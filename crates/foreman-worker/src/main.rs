use std::sync::Arc;

use anyhow::Context;
use foreman_core::envelope::PromptSigner;
use foreman_worker::agent::WorkerAgent;
use foreman_worker::broker_client::HttpBroker;
use foreman_worker::config::WorkerConfig;
use foreman_worker::consumer::TaskConsumer;
use foreman_worker::executor;
use tracing::{info, warn};

#[tokio::main]
async fn main() -> anyhow::Result<()> {
    use tracing_subscriber::{layer::SubscriberExt, util::SubscriberInitExt};

    let filter = tracing_subscriber::EnvFilter::try_from_default_env()
        .unwrap_or_else(|_| "foreman_worker=info,foreman_core=info".into());
    tracing_subscriber::registry()
        .with(filter)
        .with(tracing_subscriber::fmt::layer())
        .init();

    let config = WorkerConfig::from_env();

    let broker = Arc::new(HttpBroker::new(config.server_url.clone())?);
    let agent = Arc::new(WorkerAgent::new(config.clone(), Arc::clone(&broker))?);

    // Registration with a short retry window: the server may still be
    // coming up alongside us.
    let mut attempts = 0u32;
    loop {
        match agent.register().await {
            Ok(()) => break,
            Err(e) if attempts < 5 => {
                attempts += 1;
                warn!("registration attempt {attempts} failed: {e}");
                tokio::time::sleep(std::time::Duration::from_secs(2 * u64::from(attempts))).await;
            }
            Err(e) => return Err(e).context("registration failed"),
        }
    }

    let executor = executor::create_executor(
        &config.executor_type,
        &config.workspace_dir,
        &config.executor_cmd,
        config.execute_timeout_s,
    )?;

    let verifier = if config.prompt_secret.is_empty() {
        warn!("PROMPT_SECRET not set, signed prompts will be refused");
        None
    } else {
        Some(PromptSigner::new(&config.prompt_secret))
    };

    let consumer = Arc::new(TaskConsumer::new(
        Arc::clone(&broker) as Arc<dyn foreman_core::broker::StreamBroker>,
        Arc::clone(&agent),
        executor,
        verifier,
    ));

    let heartbeat = tokio::spawn(Arc::clone(&agent).heartbeat_loop());
    let tasks = tokio::spawn(Arc::clone(&consumer).task_loop());
    let qa = tokio::spawn(Arc::clone(&consumer).qa_loop());

    if config.duration_s > 0 {
        tokio::select! {
            _ = tokio::signal::ctrl_c() => info!("interrupt received"),
            () = tokio::time::sleep(std::time::Duration::from_secs(config.duration_s)) => {
                info!("run duration elapsed");
            }
        }
    } else {
        let _ = tokio::signal::ctrl_c().await;
        info!("interrupt received");
    }

    agent.shutdown().await;
    heartbeat.abort();
    tasks.abort();
    qa.abort();

    Ok(())
}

### Instructions to follow:
Hand back the listing exactly. Include every line.

### Written response:
filename crates/foreman-worker/src/main.rs
use std::sync::Arc;

use anyhow::Context;
use foreman_core::envelope::PromptSigner;
use foreman_worker::agent::WorkerAgent;
use foreman_worker::broker_client::HttpBroker;
use foreman_worker::config::WorkerConfig;
use foreman_worker::consumer::TaskConsumer;
use foreman_worker::executor;
use tracing::{info, warn};

#[tokio::main]
async fn main() -> anyhow::Result<()> {
    use tracing_subscriber::{layer::SubscriberExt, util::SubscriberInitExt};

    let filter = tracing_subscriber::EnvFilter::try_from_default_env()
        .unwrap_or_else(|_| "foreman_worker=info,foreman_core=info".into());
    tracing_subscriber::registry()
        .with(filter)
        .with(tracing_subscriber::fmt::layer())
        .init();

    let config = WorkerConfig::from_env();

    let broker = Arc::new(HttpBroker::new(config.server_url.clone())?);
    let agent = Arc::new(WorkerAgent::new(config.clone(), Arc::clone(&broker))?);

    // Registration with a short retry window: the server may still be
    // coming up alongside us.
    let mut attempts = 0u32;
    loop {
        match agent.register().await {
            Ok(()) => break,
            Err(e) if attempts < 5 => {
                attempts += 1;
                warn!("registration attempt {attempts} failed: {e}");
                tokio::time::sleep(std::time::Duration::from_secs(2 * u64::from(attempts))).await;
            }
            Err(e) => return Err(e).context("registration failed"),
        }
    }

    let executor = executor::create_executor(
        &config.executor_type,
        &config.workspace_dir,
        &config.executor_cmd,
        config.execute_timeout_s,
    )?;

    let verifier = if config.prompt_secret.is_empty() {
        warn!("PROMPT_SECRET not set, signed prompts will be refused");
        None
    } else {
        Some(PromptSigner::new(&config.prompt_secret))
    };

    let consumer = Arc::new(TaskConsumer::new(
        Arc::clone(&broker) as Arc<dyn foreman_core::broker::StreamBroker>,
        Arc::clone(&agent),
        executor,
        verifier,
    ));

    let heartbeat = tokio::spawn(Arc::clone(&agent).heartbeat_loop());
    let tasks = tokio::spawn(Arc::clone(&consumer).task_loop());
    let qa = tokio::spawn(Arc::clone(&consumer).qa_loop());

    if config.duration_s > 0 {
        tokio::select! {
            _ = tokio::signal::ctrl_c() => info!("interrupt received"),
            () = tokio::time::sleep(std::time::Duration::from_secs(config.duration_s)) => {
                info!("run duration elapsed");
            }
        }
    } else {
        let _ = tokio::signal::ctrl_c().await;
        info!("interrupt received");
    }

    agent.shutdown().await;
    heartbeat.abort();
    tasks.abort();
    qa.abort();

    Ok(())
}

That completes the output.